The sensitivity of each of the screening criteria was 0% to 100%, and the positive predictive value was 0% to 52% (Table 2). Screening criteria based on pharmacy dispensing information had the best combinations of sensitivity and positive predictive value. Two or more dispensed antituberculosis drugs, combining the results for persons with and without automated ambulatory-patient records, had an overall sensitivity of 89% (95% confidence interval [CI] = 76%, 96%) and positive predictive value of 30% (95% CI = 22%, 39%). Three or more antituberculosis drugs had an overall sensitivity of 84% (95% CI = 71%, 94%) and positive predictive value of 50% (95% CI = 38%, 62%), and two or more antituberculosis drugs dispensed on the same date had an overall sensitivity of 87% (95% CI = 73%, 95%) and positive predictive value of 36% (95% CI = 27%, 50%).
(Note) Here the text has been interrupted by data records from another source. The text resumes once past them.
//! WordPress site backups: all files plus the database, enough for a full
//! recovery. Database credentials come from wp-config.php via `php -r`.

use anyhow::{Context, Result};
use ratatosk_core::DbParams;
use tracing::info;

use super::{files, mysql, php_credentials_cmd, DriverCtx};
use crate::record::{BackupRecord, HostResults};

const WP_CONSTANTS: &[(&str, &str)] = &[
    ("host", "DB_HOST"),
    ("database", "DB_NAME"),
    ("username", "DB_USER"),
    ("password", "DB_PASSWORD"),
];

pub async fn run(
    ctx: &DriverCtx<'_>,
    site_dir: &str,
    group_name: &str,
    results: &mut HostResults,
) -> Result<()> {
    info!(host = %ctx.session.hostname(), site = site_dir, "backing up wordpress site");
    results.push(BackupRecord::announcement("Wordpress site", group_name, "wordpress"));

    let probe = php_credentials_cmd(&format!("{site_dir}/wp-config.php"), WP_CONSTANTS);
    let output = ctx
        .session
        .run(&["php", "-r", &probe])
        .await
        .context("reading wp-config.php")?;
    let db: DbParams =
        serde_json::from_str(output.trim()).context("parsing wordpress database settings")?;

    files::run(ctx, &[site_dir.to_string()], "", "", &[], "files", results).await?;
    mysql::run(ctx, &db, "", "", results).await?;
    Ok(())
}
The differences between the performance of two or more dispensed antituberculosis drugs among persons with automated ambulatory-patient records (sensitivity = 90%, positive predictive value = 34%) and persons without automated records (sensitivity = 75%, positive predictive value = 12%) were not statistically significant, although the small number of TB cases in each group limits the power to detect a difference.
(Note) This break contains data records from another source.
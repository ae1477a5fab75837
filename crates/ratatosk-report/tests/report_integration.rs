//! Integration tests for report rendering
//!
//! These tests build a multi-host run and verify the complete rendering
//! path for both the console table and the emailed HTML table.

use ratatosk_report::{render_console, render_html, report_rows};
use ratatosk_restic::{BackupRecord, BackupStats, HostResults, RunResults};

fn stats(bytes: u64, snapshot: &str) -> BackupStats {
    BackupStats {
        files_new: 12,
        files_changed: 3,
        files_unmodified: 240,
        dirs_new: 2,
        dirs_changed: 1,
        dirs_unmodified: 55,
        total_files_processed: 255,
        total_bytes_processed: bytes,
        total_duration: 12.7,
        snapshot_id: snapshot.to_string(),
    }
}

fn two_host_run() -> RunResults {
    let mut web = HostResults::new("web1");
    web.push(BackupRecord::host_marker("web1"));
    web.push(BackupRecord::new(
        "system",
        "",
        "files",
        Some(stats(2_500_000, "aa11bb22")),
        vec![],
    ));
    web.push(BackupRecord::announcement("blog", "", "docker-compose"));
    web.push(BackupRecord::new(
        "",
        "blog_db-data",
        "Volume",
        Some(stats(900, "cc33dd44")),
        vec!["Error open(13): /var/lib/docker/volumes/blog_db-data/lost".to_string()],
    ));

    let mut db = HostResults::new("db1");
    db.push(BackupRecord::host_marker("db1"));
    db.push(BackupRecord::new(
        "databases",
        "shop",
        "mysql",
        Some(stats(4_000_000_000, "ee55ff66")),
        vec![],
    ));

    let mut run = RunResults::default();
    run.push(web);
    run.push(db);
    run
}

#[test]
fn test_rows_follow_run_order() {
    let rows = report_rows(&two_host_run());
    assert_eq!(rows.len(), 6);

    let hostnames: Vec<&str> = rows.iter().map(|r| r.hostname.as_str()).collect();
    assert_eq!(hostnames, ["web1", "", "", "", "db1", ""]);

    // Marker and announcement rows stay blank past their labels
    assert!(rows[0].snapshot_id.is_empty());
    assert_eq!(rows[2].name, "blog");
    assert!(rows[2].backup_type.is_empty());
}

#[test]
fn test_console_table_renders_every_row() {
    let rows = report_rows(&two_host_run());
    let rendered = render_console(&rows);

    assert!(rendered.contains("web1"));
    assert!(rendered.contains("db1"));
    assert!(rendered.contains("2.50 MB"));
    assert!(rendered.contains("4.00 GB"));
    assert!(rendered.contains("aa11bb22"));
    assert!(rendered.contains("ee55ff66"));

    // Every line of the box-drawing table is the same width
    let widths: Vec<usize> = rendered.lines().map(|l| l.chars().count()).collect();
    assert!(widths.iter().all(|w| *w == widths[0]), "{:?}", widths);
}

#[test]
fn test_html_table_matches_row_and_column_counts() {
    let rows = report_rows(&two_host_run());
    let html = render_html(&rows);

    assert_eq!(html.matches("<th align='right'>").count(), 14);
    assert_eq!(html.matches("<tr>").count(), 1 + 6);
    assert_eq!(html.matches("<td align='right'>").count(), 6 * 14);

    assert!(html.contains("<td align='right'>4.00 GB</td>"));
    assert!(html.contains("<td align='right'>Volume</td>"));
    assert!(html.starts_with("<table"));
    assert!(html.trim_end().ends_with("</table>"));
}

#[test]
fn test_stdin_fed_backup_reports_data_added() {
    // A dump piped into restic reports zero processed bytes; the stats
    // substitute data_added, and the rendered row shows that figure
    let summary: ratatosk_restic::ResticEvent = serde_json::from_str(
        r#"{"message_type":"summary","total_bytes_processed":0,"data_added":123456,
            "total_duration":2.0,"snapshot_id":"0102aabb"}"#,
    )
    .unwrap();
    let mut fold = ratatosk_restic::EventFold::new();
    fold.push(summary, &ratatosk_restic::NullProgress);
    let (stats, errors) = fold.finish();

    let record = BackupRecord::new("databases", "shop", "mysql", stats, errors);
    let mut host = HostResults::new("db1");
    host.push(record);
    let mut run = RunResults::default();
    run.push(host);

    let rows = report_rows(&run);
    assert_eq!(rows[0].total_bytes, "123.46 KB");
}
Among the 71 persons with automated ambulatory-patient records who received two or more antituberculosis drugs but did not have incident TB, 9 (13%) had active TB diagnosed outside the study period, 23 (32%) were treated for other mycobacterial infections, 11 (15%) received more than one drug during TB prophylaxis, 2 (3%) received drugs for multiple unrelated conditions (e.g., rifampin for eradication of Staphylococcus aureus; ethambutol for M. avium complex prophylaxis), and the remaining 26 (37%) were suspected of having active TB without subsequent confirmation (Table 3).

Of the 118 persons with automated ambulatory-patient records who met screening criteria involving a diagnosis code for TB but did not have incident TB, 57 received the diagnosis code as an indication of routine prenatal screening for TB, 12 had a previous history of TB, 31 were suspected of having active TB without subsequent confirmation, and 18 had the diagnosis code documented in their HMO ambulatory medical record for no apparent reason (Table 3).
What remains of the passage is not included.